Monday, August 11, 2014

SHARK!


I'm only one show into the Discovery Network's Shark Week, and already I am muttering things like, "These people are insane..."

I'm no newbie to Shark Week.  I happened upon Shark Week decades ago when my oldest was up sick during the night, and my husband and I both decided to stay up with him.  Cable was pretty lame back then, around 1988 when we lived in a crappy apartment on the top of the hill in the center of  Methuen.  In the wee hours of the morning, Discovery channel was showing the Oak Bluffs Shark Tournament, which takes place off the coast of Martha's Vineyard.  My husband, a shark freak, was instantly hooked; I enjoyed the shows but was slightly unnerved by the film footage.

After reading the novel then watching the movie Jaws, I was hesitant to go in the ocean over my head, and I stopped swimming in the ocean after dark regardless of how full the moon might be, how many other people were around, or how much alcohol had been consumed.  Days after I saw the movie in the theater, a great white shark was caught off the coast of Newburyport and Plum Island.  You know … right where I used to swim … all … the … time.  Check that earlier sentiment: I will no longer go into the ocean above my waist.  (Don’t tell me I can be attacked in less than three feet of water.  This is something I know in my brain but deny when at the beach.)

Don’t get me wrong.  Sharks are fascinating.  I actually got to touch one at an aquarium in New Jersey (before the glass gave way one night and all the fish in all the tanks swam to their deaths in the dry hallways once the water ran down all the vents – glad that didn’t happen while I was there because I would’ve crapped myself on the spot).  I had to run my hand in only one direction, and the shark felt slimy yet completely dry, like oily baby powder without the residue.  It was, to put it simply, freaking incredible.
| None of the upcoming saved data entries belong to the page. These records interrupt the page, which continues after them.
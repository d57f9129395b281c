//! Note model

use std::fmt;
use std::str::FromStr;

use chrono::{DateTime, Utc};
use serde::{Deserialize, Serialize};
use uuid::Uuid;

use crate::auth::UserId;

use super::notebook::NotebookId;

/// A unique identifier for a note
#[derive(Debug, Clone, Copy, PartialEq, Eq, Hash, Serialize, Deserialize)]
pub struct NoteId(Uuid);

impl NoteId {
    /// Create a new random note ID
    #[must_use]
    pub fn new() -> Self {
        Self(Uuid::new_v4())
    }

    /// Get the string representation of this ID
    #[must_use]
    pub fn as_str(&self) -> String {
        self.0.to_string()
    }
}

impl Default for NoteId {
    fn default() -> Self {
        Self::new()
    }
}

impl fmt::Display for NoteId {
    fn fmt(&self, f: &mut fmt::Formatter<'_>) -> fmt::Result {
        write!(f, "{}", self.0)
    }
}

impl FromStr for NoteId {
    type Err = uuid::Error;

    fn from_str(s: &str) -> Result<Self, Self::Err> {
        Ok(Self(Uuid::parse_str(s)?))
    }
}

/// Rendering type of a note
#[derive(Debug, Clone, Copy, PartialEq, Eq, Serialize, Deserialize, Default)]
#[serde(rename_all = "lowercase")]
pub enum NoteType {
    #[default]
    Markdown,
    Chordpro,
    Plaintext,
    Code,
}

/// A note within a notebook.
///
/// `version` increments by exactly one on every accepted update and is the
/// sole conflict-resolution signal during sync; wall-clock timestamps are
/// informational only.
#[derive(Debug, Clone, PartialEq, Eq, Serialize, Deserialize)]
pub struct Note {
    pub id: NoteId,
    /// Owning notebook; not enforced by the local store, validated by the
    /// domain service
    pub notebook_id: NotebookId,
    #[serde(rename = "type")]
    pub note_type: NoteType,
    pub title: String,
    pub content: String,
    /// Display order within the notebook; ties break by insertion order
    pub position: i64,
    pub created_at: DateTime<Utc>,
    pub updated_at: DateTime<Utc>,
    pub created_by: UserId,
    pub last_modified_by: UserId,
    pub version: i64,
    /// Soft delete flag for sync
    #[serde(default)]
    pub deleted: bool,
}

impl Note {
    /// Create a new note at the given position, authored by `created_by`
    #[must_use]
    pub fn new(
        notebook_id: NotebookId,
        note_type: NoteType,
        title: impl Into<String>,
        position: i64,
        created_by: UserId,
    ) -> Self {
        let now = Utc::now();
        Self {
            id: NoteId::new(),
            notebook_id,
            note_type,
            title: title.into(),
            content: String::new(),
            position,
            created_at: now,
            updated_at: now,
            created_by: created_by.clone(),
            last_modified_by: created_by,
            version: 1,
            deleted: false,
        }
    }
}
//! Sync status and filter types

use chrono::{DateTime, Utc};
use serde::{Deserialize, Serialize};

use super::change::EntityKind;

/// Transient, in-memory sync state surfaced to the UI.
///
/// Rebuilt each session; never persisted.
#[derive(Debug, Clone, PartialEq, Eq, Serialize, Deserialize, Default)]
#[serde(rename_all = "camelCase")]
pub struct SyncStatus {
    pub last_synced: Option<DateTime<Utc>>,
    /// Count of unsynced outbox entries
    pub pending: usize,
    /// At most one sync cycle is in flight at a time
    pub syncing: bool,
    pub error: Option<String>,
}

/// Scopes a manual sync to a single entity.
///
/// The engine filters the drained outbox to entries matching this entity
/// kind and id before ordering and pushing.
#[derive(Debug, Clone, PartialEq, Eq, Serialize, Deserialize)]
pub struct SyncFilter {
    #[serde(rename = "type")]
    pub entity: EntityKind,
    pub id: String,
}

impl SyncFilter {
    #[must_use]
    pub fn new(entity: EntityKind, id: impl Into<String>) -> Self {
        Self {
            entity,
            id: id.into(),
        }
    }
}
//! Data models for Stave

mod change;
mod note;
mod notebook;
mod sync;

pub use change::{ChangeId, ChangePayload, EntityKind, Operation, PendingChange, Tombstone};
pub use note::{Note, NoteId, NoteType};
pub use notebook::{Notebook, NotebookId, NotebookSettings};
pub use sync::{SyncFilter, SyncStatus};
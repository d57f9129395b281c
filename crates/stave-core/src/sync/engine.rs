//! Sync cycle and version-gated reconciliation

use std::collections::HashMap;
use std::sync::Arc;

use crate::auth::Session;
use crate::db::LocalStore;
use crate::error::{Error, Result};
use crate::models::{
    ChangeId, ChangePayload, EntityKind, Note, Operation, PendingChange, SyncFilter,
};
use crate::remote::RemoteStore;

/// Result of a successful sync cycle
#[derive(Debug, Default)]
pub struct CycleOutcome {
    /// Remote writes issued this cycle
    pub pushed: usize,
    /// Remote notes accepted by the version gate and persisted locally
    pub merged: Vec<Note>,
}

/// Drains the outbox against the remote store and reconciles pulled state.
///
/// Delivery is at-least-once; effects are idempotent because every push is
/// an id-keyed upsert or delete, and every accepted pull is gated on a
/// strictly greater version.
pub struct SyncEngine {
    store: Arc<LocalStore>,
    remote: Arc<dyn RemoteStore>,
    session: Option<Session>,
    pull_limit: usize,
}

impl SyncEngine {
    #[must_use]
    pub fn new(store: Arc<LocalStore>, remote: Arc<dyn RemoteStore>, pull_limit: usize) -> Self {
        Self {
            store,
            remote,
            session: None,
            pull_limit,
        }
    }

    /// Cache the session credential; re-applied to the remote client at the
    /// start of every cycle since the auth subsystem rotates it.
    pub fn set_session(&mut self, session: Session) {
        self.session = Some(session);
    }

    #[must_use]
    pub const fn has_session(&self) -> bool {
        self.session.is_some()
    }

    /// Run one sync cycle: push the (optionally filtered) outbox in
    /// dependency order, mark entries synced, pull and reconcile.
    ///
    /// Any push failure aborts the cycle before anything is marked synced;
    /// the whole unsynced set is retried on the next trigger.
    pub async fn run_cycle(&self, filter: Option<&SyncFilter>) -> Result<CycleOutcome> {
        let session = self.session.as_ref().ok_or(Error::NoSession)?;
        self.remote.set_session(session);

        let mut changes = self.store.get_unsynced_changes()?;
        if let Some(filter) = filter {
            changes.retain(|change| {
                change.entity == filter.entity && change.entity_id == filter.id
            });
        }

        // Notebooks push before notes so the remote foreign relation exists
        // when the note row arrives; within a kind, outbox order holds.
        let (notebooks, notes): (Vec<_>, Vec<_>) = changes
            .into_iter()
            .partition(|change| change.entity == EntityKind::Notebook);
        let ordered: Vec<PendingChange> = notebooks.into_iter().chain(notes).collect();

        let mut pushed = 0;
        for change in collapse_per_entity(&ordered) {
            self.push(change).await?;
            pushed += 1;
        }

        let ids: Vec<ChangeId> = ordered.iter().map(|change| change.id).collect();
        self.store.mark_changes_synced(&ids)?;
        tracing::debug!(entries = ids.len(), pushed, "outbox flushed");

        let pulled = self.remote.recent_notes(self.pull_limit).await?;
        let merged = self.reconcile(pulled)?;

        Ok(CycleOutcome { pushed, merged })
    }

    async fn push(&self, change: &PendingChange) -> Result<()> {
        match (change.operation, &change.data) {
            (Operation::Delete, _) => match change.entity {
                EntityKind::Notebook => self.remote.delete_notebook(&change.entity_id).await,
                EntityKind::Note => self.remote.delete_note(&change.entity_id).await,
            },
            (_, ChangePayload::Notebook(notebook)) => self.remote.upsert_notebook(notebook).await,
            (_, ChangePayload::Note(note)) => self.remote.upsert_note(note).await,
            (_, ChangePayload::Tombstone(_)) => Err(Error::InvalidInput(
                "tombstone payload on a non-delete change".into(),
            )),
        }
    }

    /// Version-gated merge shared by pull sync and the realtime listener.
    ///
    /// A remote note wins only when no local copy exists or its version is
    /// strictly greater; equal or lower versions are discarded as stale.
    /// Accepted notes (tombstones included) are persisted without queueing.
    pub fn reconcile(&self, incoming: Vec<Note>) -> Result<Vec<Note>> {
        let mut accepted = Vec::new();
        for note in incoming {
            let wins = match self.store.get_note(note.id)? {
                None => true,
                Some(local) => note.version > local.version,
            };
            if wins {
                self.store.put_note(&note)?;
                accepted.push(note);
            } else {
                tracing::debug!(note = %note.id, version = note.version, "discarding stale remote note");
            }
        }
        Ok(accepted)
    }
}

/// Keep only the last non-superseded entry per entity.
///
/// Every snapshot is the full entity state at mutation time, so earlier
/// entries for the same entity are subsumed by the latest one; they are
/// still marked synced with the batch.
fn collapse_per_entity(ordered: &[PendingChange]) -> Vec<&PendingChange> {
    let mut last_index: HashMap<&str, usize> = HashMap::new();
    for (index, change) in ordered.iter().enumerate() {
        last_index.insert(change.entity_id.as_str(), index);
    }
    ordered
        .iter()
        .enumerate()
        .filter(|(index, change)| last_index.get(change.entity_id.as_str()) == Some(index))
        .map(|(_, change)| change)
        .collect()
}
Tonight, though, I’m already uneasy just one hour into Shark Week .  I’m watching the television, and these crazy divers are taking turns going down inside a semi-bottomless cage called WASP, and one guy keeps getting smacked around by a 4,000-pound, 18-foot great white shark.  I’m not positive, but it looks like the shark is beating the crap out of that cage.  The next show is all about a 30-foot shark with a taste for human blood that has actually pushed swimmers out to sea.

Yup, I do love Shark Week, but I’m not sure I love it right before I’m thinking about peaceful sleep, so I guess that makes me insane, too.  Besides, how can you not love Rob Lowe’s cheesy commercial?  I’m going to miss those promos when this week is over.  They’re so damn sharky.